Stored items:
//! MySQL implementations of the repository traits.

mod booking_repository_impl;
mod comment_repository_impl;
mod item_repository_impl;
mod request_repository_impl;
mod user_repository_impl;

pub use booking_repository_impl::MySqlBookingRepository;
pub use comment_repository_impl::MySqlCommentRepository;
pub use item_repository_impl::MySqlItemRepository;
pub use request_repository_impl::MySqlRequestRepository;
pub use user_repository_impl::MySqlUserRepository;
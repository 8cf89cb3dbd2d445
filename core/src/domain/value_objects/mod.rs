//! Value objects assembled by the service layer.

pub mod item_details;

pub use item_details::{CommentDetails, ItemDetails};
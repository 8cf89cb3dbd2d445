//! Comment repository trait for post-rental feedback.

use async_trait::async_trait;

use crate::domain::entities::Comment;
use crate::errors::DomainResult;

/// Repository contract for Comment entities
#[async_trait]
pub trait CommentRepository: Send + Sync {
    /// Persist a new comment, returning it with the storage-assigned id.
    /// Eligibility is checked by the service before this is called.
    async fn create(&self, comment: Comment) -> DomainResult<Comment>;

    /// List the comments on an item, oldest first
    async fn find_by_item(&self, item_id: i64) -> DomainResult<Vec<Comment>>;
}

■ **WHAT IS EXPECTED**: Begin with the line that contains "filename core/src/domain/value_objects/mod.rs" and end with the last line of the data. Repeat those two lines and all between them exactly.

■ **COMPLETED EXERCISE**:
filename core/src/domain/value_objects/mod.rs
//! Value objects assembled by the service layer.

pub mod item_details;

pub use item_details::{CommentDetails, ItemDetails};
repository 8cf89cb3dbd2d445
//! Comment repository trait for post-rental feedback.

use async_trait::async_trait;

use crate::domain::entities::Comment;
use crate::errors::DomainResult;

/// Repository contract for Comment entities
#[async_trait]
pub trait CommentRepository: Send + Sync {
    /// Persist a new comment, returning it with the storage-assigned id.
    /// Eligibility is checked by the service before this is called.
    async fn create(&self, comment: Comment) -> DomainResult<Comment>;

    /// List the comments on an item, oldest first
    async fn find_by_item(&self, item_id: i64) -> DomainResult<Vec<Comment>>;
}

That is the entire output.